- _INSTRUCTIONS FOR THE TASK_:
The expected output is a copy of every line in the records with the string "based".

====================

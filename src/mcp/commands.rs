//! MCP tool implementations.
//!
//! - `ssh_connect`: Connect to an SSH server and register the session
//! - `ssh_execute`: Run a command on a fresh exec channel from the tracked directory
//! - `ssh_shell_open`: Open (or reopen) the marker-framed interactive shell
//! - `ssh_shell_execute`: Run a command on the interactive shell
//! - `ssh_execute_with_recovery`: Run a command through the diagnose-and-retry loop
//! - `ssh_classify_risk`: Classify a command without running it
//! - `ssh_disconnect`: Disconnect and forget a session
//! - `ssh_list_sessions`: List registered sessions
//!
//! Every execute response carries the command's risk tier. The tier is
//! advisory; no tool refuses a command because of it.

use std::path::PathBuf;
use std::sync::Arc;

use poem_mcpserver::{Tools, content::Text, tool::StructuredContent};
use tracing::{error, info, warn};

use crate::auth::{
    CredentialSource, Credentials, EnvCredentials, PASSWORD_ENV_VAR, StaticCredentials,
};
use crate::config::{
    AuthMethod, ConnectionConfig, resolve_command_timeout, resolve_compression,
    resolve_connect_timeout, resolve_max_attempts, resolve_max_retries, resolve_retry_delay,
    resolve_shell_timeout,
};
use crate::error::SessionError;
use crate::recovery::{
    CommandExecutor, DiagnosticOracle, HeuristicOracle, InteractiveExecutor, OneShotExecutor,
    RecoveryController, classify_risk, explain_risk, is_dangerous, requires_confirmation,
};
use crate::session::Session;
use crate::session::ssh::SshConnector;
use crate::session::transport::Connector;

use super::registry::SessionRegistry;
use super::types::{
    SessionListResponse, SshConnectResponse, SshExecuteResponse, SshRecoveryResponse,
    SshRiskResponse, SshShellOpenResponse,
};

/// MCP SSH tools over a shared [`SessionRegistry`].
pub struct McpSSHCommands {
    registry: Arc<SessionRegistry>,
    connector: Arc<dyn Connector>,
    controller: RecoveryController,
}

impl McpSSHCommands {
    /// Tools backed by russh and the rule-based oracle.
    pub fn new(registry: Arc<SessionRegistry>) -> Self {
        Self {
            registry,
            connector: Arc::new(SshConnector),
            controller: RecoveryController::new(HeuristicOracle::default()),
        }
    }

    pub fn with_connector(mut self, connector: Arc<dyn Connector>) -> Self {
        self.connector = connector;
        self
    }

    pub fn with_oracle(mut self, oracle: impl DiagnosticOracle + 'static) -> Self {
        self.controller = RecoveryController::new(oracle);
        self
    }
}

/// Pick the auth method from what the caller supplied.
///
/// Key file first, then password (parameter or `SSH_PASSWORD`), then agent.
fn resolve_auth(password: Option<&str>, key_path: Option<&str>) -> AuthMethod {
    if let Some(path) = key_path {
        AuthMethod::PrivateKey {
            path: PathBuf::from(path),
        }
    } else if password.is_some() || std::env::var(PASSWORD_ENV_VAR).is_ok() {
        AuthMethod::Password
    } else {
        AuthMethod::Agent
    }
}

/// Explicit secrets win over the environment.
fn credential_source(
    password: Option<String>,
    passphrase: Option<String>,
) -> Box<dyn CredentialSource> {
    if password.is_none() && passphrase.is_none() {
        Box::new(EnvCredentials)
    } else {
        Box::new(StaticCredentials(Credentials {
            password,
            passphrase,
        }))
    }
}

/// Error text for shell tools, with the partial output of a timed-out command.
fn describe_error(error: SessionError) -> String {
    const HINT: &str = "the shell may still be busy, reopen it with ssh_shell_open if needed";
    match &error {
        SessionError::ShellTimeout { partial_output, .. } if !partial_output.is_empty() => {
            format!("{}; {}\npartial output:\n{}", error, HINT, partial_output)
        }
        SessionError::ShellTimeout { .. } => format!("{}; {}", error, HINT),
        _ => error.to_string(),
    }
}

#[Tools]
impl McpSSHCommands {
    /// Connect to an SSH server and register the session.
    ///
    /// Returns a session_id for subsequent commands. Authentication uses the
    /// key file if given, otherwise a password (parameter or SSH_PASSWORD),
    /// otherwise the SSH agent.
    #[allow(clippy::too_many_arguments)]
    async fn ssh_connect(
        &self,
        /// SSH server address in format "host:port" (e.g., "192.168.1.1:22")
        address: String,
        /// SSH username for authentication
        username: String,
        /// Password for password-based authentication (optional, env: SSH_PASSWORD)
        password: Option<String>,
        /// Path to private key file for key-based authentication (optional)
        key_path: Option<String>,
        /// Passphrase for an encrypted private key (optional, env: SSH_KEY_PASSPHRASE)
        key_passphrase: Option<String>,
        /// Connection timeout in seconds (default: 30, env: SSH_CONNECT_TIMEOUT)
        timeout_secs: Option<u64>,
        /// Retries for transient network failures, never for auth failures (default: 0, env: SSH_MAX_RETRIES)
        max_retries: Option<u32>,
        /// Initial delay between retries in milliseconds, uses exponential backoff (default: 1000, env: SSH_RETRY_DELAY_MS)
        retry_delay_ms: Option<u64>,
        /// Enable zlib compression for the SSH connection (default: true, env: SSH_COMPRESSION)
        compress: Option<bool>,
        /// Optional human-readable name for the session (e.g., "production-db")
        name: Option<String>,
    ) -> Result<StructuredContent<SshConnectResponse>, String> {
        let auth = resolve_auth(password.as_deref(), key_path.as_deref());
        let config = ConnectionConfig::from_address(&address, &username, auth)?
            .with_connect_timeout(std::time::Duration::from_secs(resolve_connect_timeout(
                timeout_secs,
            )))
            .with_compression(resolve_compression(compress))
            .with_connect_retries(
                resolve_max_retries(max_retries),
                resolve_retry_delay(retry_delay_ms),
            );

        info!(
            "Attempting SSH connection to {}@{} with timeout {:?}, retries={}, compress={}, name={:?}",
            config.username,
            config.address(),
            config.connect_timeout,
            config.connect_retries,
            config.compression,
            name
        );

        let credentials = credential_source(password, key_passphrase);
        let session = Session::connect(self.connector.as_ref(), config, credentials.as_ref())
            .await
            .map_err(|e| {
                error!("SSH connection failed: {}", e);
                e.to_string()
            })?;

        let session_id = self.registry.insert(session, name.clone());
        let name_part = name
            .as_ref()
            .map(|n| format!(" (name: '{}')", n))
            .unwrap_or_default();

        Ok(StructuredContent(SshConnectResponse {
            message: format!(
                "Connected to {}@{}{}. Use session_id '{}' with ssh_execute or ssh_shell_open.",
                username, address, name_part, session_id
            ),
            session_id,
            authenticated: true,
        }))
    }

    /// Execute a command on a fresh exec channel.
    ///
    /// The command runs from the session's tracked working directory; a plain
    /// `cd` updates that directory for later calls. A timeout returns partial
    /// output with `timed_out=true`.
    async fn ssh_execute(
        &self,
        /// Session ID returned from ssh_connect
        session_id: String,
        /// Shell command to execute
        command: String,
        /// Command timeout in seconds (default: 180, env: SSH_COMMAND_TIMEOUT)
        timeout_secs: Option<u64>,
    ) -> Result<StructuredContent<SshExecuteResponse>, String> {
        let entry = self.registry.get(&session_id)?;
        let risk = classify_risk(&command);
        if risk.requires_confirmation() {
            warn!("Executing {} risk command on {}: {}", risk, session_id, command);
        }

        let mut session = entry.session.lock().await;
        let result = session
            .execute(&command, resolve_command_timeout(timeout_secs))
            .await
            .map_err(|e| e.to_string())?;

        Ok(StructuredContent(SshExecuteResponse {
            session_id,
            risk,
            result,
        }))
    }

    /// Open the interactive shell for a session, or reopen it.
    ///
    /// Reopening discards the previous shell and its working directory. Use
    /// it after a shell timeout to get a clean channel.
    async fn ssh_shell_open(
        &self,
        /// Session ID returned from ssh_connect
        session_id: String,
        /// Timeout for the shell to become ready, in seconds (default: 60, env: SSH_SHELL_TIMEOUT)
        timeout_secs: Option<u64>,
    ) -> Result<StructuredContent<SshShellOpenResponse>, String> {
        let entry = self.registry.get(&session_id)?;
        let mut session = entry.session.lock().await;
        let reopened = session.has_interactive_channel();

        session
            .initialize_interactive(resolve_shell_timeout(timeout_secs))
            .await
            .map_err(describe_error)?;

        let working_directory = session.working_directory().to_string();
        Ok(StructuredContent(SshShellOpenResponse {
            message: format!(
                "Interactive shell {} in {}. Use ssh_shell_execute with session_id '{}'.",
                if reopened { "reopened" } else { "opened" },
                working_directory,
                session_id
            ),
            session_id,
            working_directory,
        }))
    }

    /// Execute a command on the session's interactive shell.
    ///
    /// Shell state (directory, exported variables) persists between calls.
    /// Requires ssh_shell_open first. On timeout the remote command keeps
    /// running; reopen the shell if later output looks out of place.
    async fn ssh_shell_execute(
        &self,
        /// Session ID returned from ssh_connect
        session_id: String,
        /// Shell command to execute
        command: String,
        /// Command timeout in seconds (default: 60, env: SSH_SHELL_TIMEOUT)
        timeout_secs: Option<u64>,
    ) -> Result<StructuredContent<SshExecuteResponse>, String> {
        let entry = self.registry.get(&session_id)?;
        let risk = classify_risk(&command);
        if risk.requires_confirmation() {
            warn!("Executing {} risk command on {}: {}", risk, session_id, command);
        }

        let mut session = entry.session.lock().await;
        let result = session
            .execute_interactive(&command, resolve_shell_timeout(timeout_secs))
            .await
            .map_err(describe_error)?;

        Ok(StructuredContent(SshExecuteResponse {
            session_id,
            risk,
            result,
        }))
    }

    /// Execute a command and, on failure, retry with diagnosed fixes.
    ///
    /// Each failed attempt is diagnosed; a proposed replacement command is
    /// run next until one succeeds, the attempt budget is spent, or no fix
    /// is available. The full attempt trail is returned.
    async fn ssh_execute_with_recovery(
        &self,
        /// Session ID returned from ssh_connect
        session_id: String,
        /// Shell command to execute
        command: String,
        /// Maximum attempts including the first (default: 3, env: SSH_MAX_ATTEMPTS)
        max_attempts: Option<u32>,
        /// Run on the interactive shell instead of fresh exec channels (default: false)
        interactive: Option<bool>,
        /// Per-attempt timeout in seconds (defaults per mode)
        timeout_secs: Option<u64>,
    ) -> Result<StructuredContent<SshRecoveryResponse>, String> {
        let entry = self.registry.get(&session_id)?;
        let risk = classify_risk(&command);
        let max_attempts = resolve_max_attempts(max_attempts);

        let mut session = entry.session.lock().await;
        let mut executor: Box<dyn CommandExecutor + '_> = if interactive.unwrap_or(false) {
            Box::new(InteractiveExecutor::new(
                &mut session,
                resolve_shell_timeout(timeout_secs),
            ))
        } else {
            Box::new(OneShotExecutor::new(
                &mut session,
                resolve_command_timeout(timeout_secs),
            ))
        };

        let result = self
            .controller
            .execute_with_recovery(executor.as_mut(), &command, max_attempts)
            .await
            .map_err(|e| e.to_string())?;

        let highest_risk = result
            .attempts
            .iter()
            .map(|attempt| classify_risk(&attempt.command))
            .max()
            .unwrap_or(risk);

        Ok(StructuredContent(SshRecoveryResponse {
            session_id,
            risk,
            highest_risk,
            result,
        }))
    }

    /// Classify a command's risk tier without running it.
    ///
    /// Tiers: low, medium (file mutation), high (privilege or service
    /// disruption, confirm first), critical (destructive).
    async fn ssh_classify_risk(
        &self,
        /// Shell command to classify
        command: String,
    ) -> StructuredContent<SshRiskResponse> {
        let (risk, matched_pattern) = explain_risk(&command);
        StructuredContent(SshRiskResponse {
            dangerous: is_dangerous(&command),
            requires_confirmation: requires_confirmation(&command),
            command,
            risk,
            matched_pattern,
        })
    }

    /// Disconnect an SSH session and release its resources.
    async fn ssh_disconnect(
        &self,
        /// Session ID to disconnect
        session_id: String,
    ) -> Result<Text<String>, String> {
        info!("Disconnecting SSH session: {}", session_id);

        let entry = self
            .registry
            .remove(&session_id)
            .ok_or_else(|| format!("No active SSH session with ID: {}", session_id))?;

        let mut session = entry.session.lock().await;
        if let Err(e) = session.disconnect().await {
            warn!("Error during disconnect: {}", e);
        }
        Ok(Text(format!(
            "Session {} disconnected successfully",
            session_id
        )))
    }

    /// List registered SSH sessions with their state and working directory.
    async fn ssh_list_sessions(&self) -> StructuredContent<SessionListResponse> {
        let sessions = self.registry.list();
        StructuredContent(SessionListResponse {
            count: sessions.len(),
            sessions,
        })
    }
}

====================

- _FINAL ANSWER_:
    /// Tools backed by russh and the rule-based oracle.
        /// Password for password-based authentication (optional, env: SSH_PASSWORD)
        /// Path to private key file for key-based authentication (optional)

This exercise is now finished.